| EXERCISE PROMPT |
Restating the data word for word is all that is required.

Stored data
※ ※ ※

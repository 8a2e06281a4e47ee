// Copyright 2026 The ChromiumOS Authors
// Use of this source code is governed by a BSD-style license that can be
// found in the LICENSE file.

//! Sequential execution of test instances.

use std::time::Instant;

use chrono::prelude::Utc;
use serde::Deserialize;
use serde::Serialize;

use crate::baseline::Metrics;
use crate::context::Context;
use crate::error::FitsError;
use crate::error::Result;
use crate::report::Report;
use crate::suite::Specs;
use crate::suite::TestCase;

/// Final state of one test instance.
#[derive(Clone, Debug, PartialEq, Serialize, Deserialize)]
#[serde(tag = "outcome", rename_all = "lowercase")]
pub enum Outcome {
    Passed,
    Skipped { reason: String },
    Failed { error: String },
}

impl Outcome {
    pub fn from_result(result: &Result<()>) -> Self {
        match result {
            Ok(()) => Outcome::Passed,
            Err(FitsError::Skip(reason)) => Outcome::Skipped {
                reason: reason.clone(),
            },
            Err(err) => Outcome::Failed {
                error: err.to_string(),
            },
        }
    }
}

#[derive(Clone, Debug, PartialEq, Serialize, Deserialize)]
pub struct TestResult {
    pub id: String,
    #[serde(flatten)]
    pub outcome: Outcome,
    /// Metric values recorded while the test ran.
    pub details: Metrics,
    /// RFC 3339 start time.
    pub started: String,
    pub duration_ms: u64,
}

/// Runs one instance. Whatever happens is captured in the result.
pub fn run_case(ctx: &mut impl Context, specs: &Specs, case: &TestCase) -> TestResult {
    let id = case.id();
    let started = Utc::now();
    let timer = Instant::now();

    log::info!("Running {}", id);
    ctx.media().begin_test(&id);
    let result = case.run(ctx, specs);
    let details = ctx.media().finish_test();
    let outcome = Outcome::from_result(&result);

    match &outcome {
        Outcome::Passed => log::info!("PASSED {}", id),
        Outcome::Skipped { reason } => log::info!("SKIPPED {}: {}", id, reason),
        Outcome::Failed { error } => log::error!("FAILED {}: {}", id, error),
    }

    TestResult {
        id,
        outcome,
        details,
        started: started.to_rfc3339(),
        duration_ms: timer.elapsed().as_millis() as u64,
    }
}

/// Runs `cases` in order, then writes any rebased baseline. A failing
/// instance never stops the ones after it.
pub fn run_all(ctx: &mut impl Context, specs: &Specs, cases: &[TestCase]) -> Result<Report> {
    let results: Vec<TestResult> = cases
        .iter()
        .map(|case| run_case(ctx, specs, case))
        .collect();
    ctx.media().finish_run()?;
    let platform = ctx.media().config.platform.clone();
    Ok(Report::new(platform, results))
}

#[cfg(test)]
mod tests {
    use super::*;

    use std::fs;

    use serde_json::Value;
    use tempfile::TempDir;

    use crate::command_runner::MockCommandOutput;
    use crate::config::Config;
    use crate::context::mock::MockContext;
    use crate::parameters::SaturationParams;

    fn specs(dir: &TempDir) -> Specs {
        fs::create_dir_all(dir.path().join("vpp")).unwrap();
        fs::write(
            dir.path().join("vpp/saturation.json"),
            r#"{ "tiny": { "source": "tiny.yuv", "width": 4, "height": 2,
                           "format": "NV12", "frames": 2 } }"#,
        )
        .unwrap();
        Specs::load(dir.path()).unwrap()
    }

    fn case(level: u32) -> TestCase {
        TestCase::SaturationDefault(SaturationParams {
            case: "tiny".to_string(),
            level,
        })
    }

    #[test]
    fn outcomes_from_results() {
        assert_eq!(Outcome::from_result(&Ok(())), Outcome::Passed);
        assert_eq!(
            Outcome::from_result(&Err(FitsError::skip("requires ffmpeg"))),
            Outcome::Skipped {
                reason: "requires ffmpeg".to_string()
            }
        );
        assert!(matches!(
            Outcome::from_result(&Err(FitsError::Io("boom".to_string()))),
            Outcome::Failed { .. }
        ));
    }

    #[test]
    fn missing_tool_skips_every_instance() {
        let dir = TempDir::new().unwrap();
        let specs = specs(&dir);
        let mut ctx = MockContext::new(&dir.path().join("artifacts"));
        // The capability result is cached, so only the first instance runs it.
        ctx.cmd_runner()
            .expect_program("ffmpeg", MockCommandOutput::not_found());

        let report = run_all(&mut ctx, &specs, &[case(0), case(50)]).unwrap();
        assert_eq!(report.summary.skipped, 2);
        assert_eq!(report.summary.failed, 0);
        assert!(!report.has_failures());
        assert_eq!(
            report.results[0].id,
            "ffmpeg-qsv/vpp/saturation/test_default(case=tiny,level=0)"
        );
    }

    #[test]
    fn platform_is_reported() {
        let dir = TempDir::new().unwrap();
        let specs = specs(&dir);
        let config = Config {
            artifact_dir: dir.path().join("artifacts"),
            command_logs: false,
            platform: Some("TGL".to_string()),
            ..Default::default()
        };
        let mut ctx = MockContext::with_config(config);
        let report = run_all(&mut ctx, &specs, &[]).unwrap();
        assert_eq!(report.platform.as_deref(), Some("TGL"));
        assert_eq!(report.summary.total, 0);
    }

    #[test]
    fn serialized_result_is_flat() {
        let result = TestResult {
            id: "a".to_string(),
            outcome: Outcome::Skipped {
                reason: "requires gstreamer".to_string(),
            },
            details: Metrics::new(),
            started: "2026-01-01T00:00:00+00:00".to_string(),
            duration_ms: 3,
        };
        let value = serde_json::to_value(&result).unwrap();
        assert_eq!(value["outcome"], Value::from("skipped"));
        assert_eq!(value["reason"], Value::from("requires gstreamer"));
    }
}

※ ※ ※

| RESULT FOR THIS TASK |
repository 8a2e06281a4e47ee
// Copyright 2026 The ChromiumOS Authors
// Use of this source code is governed by a BSD-style license that can be
// found in the LICENSE file.

//! Sequential execution of test instances.

use std::time::Instant;

use chrono::prelude::Utc;
use serde::Deserialize;
use serde::Serialize;

use crate::baseline::Metrics;
use crate::context::Context;
use crate::error::FitsError;
use crate::error::Result;
use crate::report::Report;
use crate::suite::Specs;
use crate::suite::TestCase;

/// Final state of one test instance.
#[derive(Clone, Debug, PartialEq, Serialize, Deserialize)]
#[serde(tag = "outcome", rename_all = "lowercase")]
pub enum Outcome {
    Passed,
    Skipped { reason: String },
    Failed { error: String },
}

impl Outcome {
    pub fn from_result(result: &Result<()>) -> Self {
        match result {
            Ok(()) => Outcome::Passed,
            Err(FitsError::Skip(reason)) => Outcome::Skipped {
                reason: reason.clone(),
            },
            Err(err) => Outcome::Failed {
                error: err.to_string(),
            },
        }
    }
}

#[derive(Clone, Debug, PartialEq, Serialize, Deserialize)]
pub struct TestResult {
    pub id: String,
    #[serde(flatten)]
    pub outcome: Outcome,
    /// Metric values recorded while the test ran.
    pub details: Metrics,
    /// RFC 3339 start time.
    pub started: String,
    pub duration_ms: u64,
}

/// Runs one instance. Whatever happens is captured in the result.
pub fn run_case(ctx: &mut impl Context, specs: &Specs, case: &TestCase) -> TestResult {
    let id = case.id();
    let started = Utc::now();
    let timer = Instant::now();

    log::info!("Running {}", id);
    ctx.media().begin_test(&id);
    let result = case.run(ctx, specs);
    let details = ctx.media().finish_test();
    let outcome = Outcome::from_result(&result);

    match &outcome {
        Outcome::Passed => log::info!("PASSED {}", id),
        Outcome::Skipped { reason } => log::info!("SKIPPED {}: {}", id, reason),
        Outcome::Failed { error } => log::error!("FAILED {}: {}", id, error),
    }

    TestResult {
        id,
        outcome,
        details,
        started: started.to_rfc3339(),
        duration_ms: timer.elapsed().as_millis() as u64,
    }
}

/// Runs `cases` in order, then writes any rebased baseline. A failing
/// instance never stops the ones after it.
pub fn run_all(ctx: &mut impl Context, specs: &Specs, cases: &[TestCase]) -> Result<Report> {
    let results: Vec<TestResult> = cases
        .iter()
        .map(|case| run_case(ctx, specs, case))
        .collect();
    ctx.media().finish_run()?;
    let platform = ctx.media().config.platform.clone();
    Ok(Report::new(platform, results))
}

#[cfg(test)]
mod tests {
    use super::*;

    use std::fs;

    use serde_json::Value;
    use tempfile::TempDir;

    use crate::command_runner::MockCommandOutput;
    use crate::config::Config;
    use crate::context::mock::MockContext;
    use crate::parameters::SaturationParams;

    fn specs(dir: &TempDir) -> Specs {
        fs::create_dir_all(dir.path().join("vpp")).unwrap();
        fs::write(
            dir.path().join("vpp/saturation.json"),
            r#"{ "tiny": { "source": "tiny.yuv", "width": 4, "height": 2,
                           "format": "NV12", "frames": 2 } }"#,
        )
        .unwrap();
        Specs::load(dir.path()).unwrap()
    }

    fn case(level: u32) -> TestCase {
        TestCase::SaturationDefault(SaturationParams {
            case: "tiny".to_string(),
            level,
        })
    }

    #[test]
    fn outcomes_from_results() {
        assert_eq!(Outcome::from_result(&Ok(())), Outcome::Passed);
        assert_eq!(
            Outcome::from_result(&Err(FitsError::skip("requires ffmpeg"))),
            Outcome::Skipped {
                reason: "requires ffmpeg".to_string()
            }
        );
        assert!(matches!(
            Outcome::from_result(&Err(FitsError::Io("boom".to_string()))),
            Outcome::Failed { .. }
        ));
    }

    #[test]
    fn missing_tool_skips_every_instance() {
        let dir = TempDir::new().unwrap();
        let specs = specs(&dir);
        let mut ctx = MockContext::new(&dir.path().join("artifacts"));
        // The capability result is cached, so only the first instance runs it.
        ctx.cmd_runner()
            .expect_program("ffmpeg", MockCommandOutput::not_found());

        let report = run_all(&mut ctx, &specs, &[case(0), case(50)]).unwrap();
        assert_eq!(report.summary.skipped, 2);
        assert_eq!(report.summary.failed, 0);
        assert!(!report.has_failures());
        assert_eq!(
            report.results[0].id,
            "ffmpeg-qsv/vpp/saturation/test_default(case=tiny,level=0)"
        );
    }

    #[test]
    fn platform_is_reported() {
        let dir = TempDir::new().unwrap();
        let specs = specs(&dir);
        let config = Config {
            artifact_dir: dir.path().join("artifacts"),
            command_logs: false,
            platform: Some("TGL".to_string()),
            ..Default::default()
        };
        let mut ctx = MockContext::with_config(config);
        let report = run_all(&mut ctx, &specs, &[]).unwrap();
        assert_eq!(report.platform.as_deref(), Some("TGL"));
        assert_eq!(report.summary.total, 0);
    }

    #[test]
    fn serialized_result_is_flat() {
        let result = TestResult {
            id: "a".to_string(),
            outcome: Outcome::Skipped {
                reason: "requires gstreamer".to_string(),
            },
            details: Metrics::new(),
            started: "2026-01-01T00:00:00+00:00".to_string(),
            duration_ms: 3,
        };
        let value = serde_json::to_value(&result).unwrap();
        assert_eq!(value["outcome"], Value::from("skipped"));
        assert_eq!(value["reason"], Value::from("requires gstreamer"));
    }
}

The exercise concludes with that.